Standing eye level with oncoming lava, in a snow pit he is digging at Tolbachik volcano in Russia, Ben Edwards is hoping his world doesn't violently explode in the next few minutes.

Several years of watching lava trundle over ice and snow has taught Edwards, a volcanologist at Dickinson College in Pennsylvania, that he's probably safe — at this spot, the volcano's incandescent rock rarely sparked the kind of blasts typically seen when lava meets water.

Finished with the snow pit, Edwards clambers out and waits for water to start trickling out of the deep walls. "There was no obvious meltwater at Tolbachik, so we think the water drains immediately from the [lava-snow] interface, down under the snow," Edwards said.

Understanding how snow-capped volcanoes generate meltwater will help scientists better predict flooding from so-called glaciovolcanic eruptions, a significant hazard. Among the worst natural disasters are massive floods from icy urban volcanoes such as Washington's Mount Rainer. In Iceland in 1996, a sudden flood called a jökulhlaup destroyed part of the national highway after Grímsvötn volcano melted its overlying glacier.

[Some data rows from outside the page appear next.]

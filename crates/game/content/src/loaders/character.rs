//! Character sheet loader.

use std::path::Path;

use grimm_core::Character;
use ron::ser::PrettyConfig;

use crate::loaders::{LoadResult, read_file, write_file};

/// Loads and saves character sheets as RON.
pub struct CharacterLoader;

impl CharacterLoader {
    /// Load a character sheet from a RON file.
    pub fn load(path: &Path) -> LoadResult<Character> {
        let content = read_file(path)?;
        Self::parse(&content)
            .map_err(|e| anyhow::anyhow!("{} ({})", e, path.display()))
    }

    /// Parse a character sheet from RON text.
    pub fn parse(content: &str) -> LoadResult<Character> {
        let character: Character = ron::from_str(content)
            .map_err(|e| anyhow::anyhow!("Failed to parse character RON: {}", e))?;

        Ok(character)
    }

    /// Save a character sheet as pretty-printed RON.
    pub fn save(path: &Path, character: &Character) -> LoadResult<()> {
        let content = ron::ser::to_string_pretty(character, PrettyConfig::default())
            .map_err(|e| anyhow::anyhow!("Failed to serialize character: {}", e))?;
        write_file(path, &content)
    }
}

#[cfg(test)]
mod tests {
    use grimm_core::{AbilityKind, ItemType};

    use super::*;

    #[test]
    fn sample_character_parses() {
        let character = CharacterLoader::parse(crate::SAMPLE_CHARACTER).unwrap();
        assert_eq!(character.name, "Karg");
        assert_eq!(character.ability(AbilityKind::Strength), 2);
        assert!(character.first_equipped(ItemType::Armor).is_some());
        assert!(character.class_item().is_some());
    }

    #[test]
    fn out_of_range_ability_is_rejected() {
        let sheet = crate::SAMPLE_CHARACTER.replace("strength: 2", "strength: 9");
        let err = CharacterLoader::parse(&sheet).unwrap_err();
        assert!(err.to_string().contains("strength score 9 is outside [-3, 6]"));
    }

    #[test]
    fn save_then_load_preserves_the_sheet() {
        let dir = tempfile::tempdir().unwrap();
        let path = dir.path().join("sheets").join("karg.ron");
        let mut character = CharacterLoader::parse(crate::SAMPLE_CHARACTER).unwrap();
        character.hp.value = 3;

        CharacterLoader::save(&path, &character).unwrap();
        let loaded = CharacterLoader::load(&path).unwrap();
        assert_eq!(loaded, character);
    }
}
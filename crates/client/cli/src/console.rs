use async_trait::async_trait;
use grimm_runtime::{ChatMessage, MessageSink};

/// Prints cards to stdout and warnings to stderr.
pub struct ConsoleSink;

#[async_trait]
impl MessageSink for ConsoleSink {
    async fn post(&self, message: ChatMessage) {
        println!("[{}]", message.speaker);
        println!("{}", message.content);
    }

    async fn warn(&self, text: &str) {
        eprintln!("warning: {text}");
    }
}
//! Attack and defence exchanges.
//!
//! Both follow the same shape: one d20 roll against a DR, displayed before
//! anything else happens, then on a damaging outcome a damage roll and an
//! armor roll that are displayed together.
mod attack;
mod defend;

pub use attack::AttackOutcome;
pub use defend::DefendOutcome;

/// Damage left after armor, never negative.
pub(crate) fn reduced_damage(damage: i32, reduction: Option<i32>) -> i32 {
    damage.saturating_sub(reduction.unwrap_or(0)).max(0)
}
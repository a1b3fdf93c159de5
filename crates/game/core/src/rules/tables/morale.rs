use crate::character::Character;
use crate::error::RuleError;
use crate::report::{MoraleReport, Report};
use crate::rules::{Resolution, RulesEngine};

/// Result of a morale check.
#[derive(Clone, Copy, Debug, PartialEq, Eq, strum::Display, strum::AsRefStr)]
#[cfg_attr(feature = "serde", derive(serde::Serialize, serde::Deserialize))]
#[cfg_attr(feature = "serde", serde(rename_all = "snake_case"))]
#[strum(serialize_all = "snake_case")]
pub enum MoraleOutcome {
    StandsFirm,
    Flees,
    Surrenders,
}

impl MoraleOutcome {
    /// Whether a `2d6` total breaks the creature's nerve.
    pub fn breaks(total: i32, morale: i32) -> bool {
        total > morale
    }

    /// What a broken creature does, from a `1d6` total.
    pub fn broken_reaction(total: i32) -> Self {
        if total <= 3 {
            Self::Flees
        } else {
            Self::Surrenders
        }
    }

    pub const fn label_key(self) -> &'static str {
        match self {
            Self::StandsFirm => "morale.stands_firm",
            Self::Flees => "morale.flees",
            Self::Surrenders => "morale.surrenders",
        }
    }
}

impl RulesEngine<'_> {
    /// Rolls `2d6` against the morale threshold; a broken creature then
    /// rolls `1d6` to flee or surrender.
    pub async fn check_morale(&self, character: &Character) -> Result<Resolution, RuleError> {
        let morale_roll = self.roll_for(character, "2d6").await?;
        let mut outcome_roll = None;
        let mut outcome = MoraleOutcome::StandsFirm;
        if MoraleOutcome::breaks(morale_roll.total, character.morale) {
            let roll = self.roll_for(character, "1d6").await?;
            outcome = MoraleOutcome::broken_reaction(roll.total);
            outcome_roll = Some(roll);
        }
        Ok(Resolution::report_only(Report::Morale(MoraleReport {
            morale: character.morale,
            morale_roll,
            outcome_roll,
            outcome,
        })))
    }
}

But for Edwards, working at the extremes of fire and ice means more than predicting future hazards. He is also among a handful of geoscientists pioneering a new way to make sense of past ice ages — with volcanoes that erupted through ancient ice sheets.

"These are volcanoes with unique features that we can use to understand what's happened to Earth's climate over the last 10 to 15 million years," Edwards told Live Science's Our Amazing Planet. [Fire and Ice: Images of Volcano-Ice Encounters]

Digging a snow pit near a lava flow at Russia's Tolbachik volcano in April 2013. (Image credit: Ben Edwards)

When fire meets ice

Most of Earth's climate history comes from the ocean floor, from chemical signatures preserved in mud and microscopic sea creatures. Drilling into the seafloor rewards researchers with cores holding millions of years of natural temperature swings. (Even during an ice age, Earth's temperature shifts back and forth a little bit.) But matching these mucky cores to glacial advances and retreats on land is complicated by the glaciers themselves.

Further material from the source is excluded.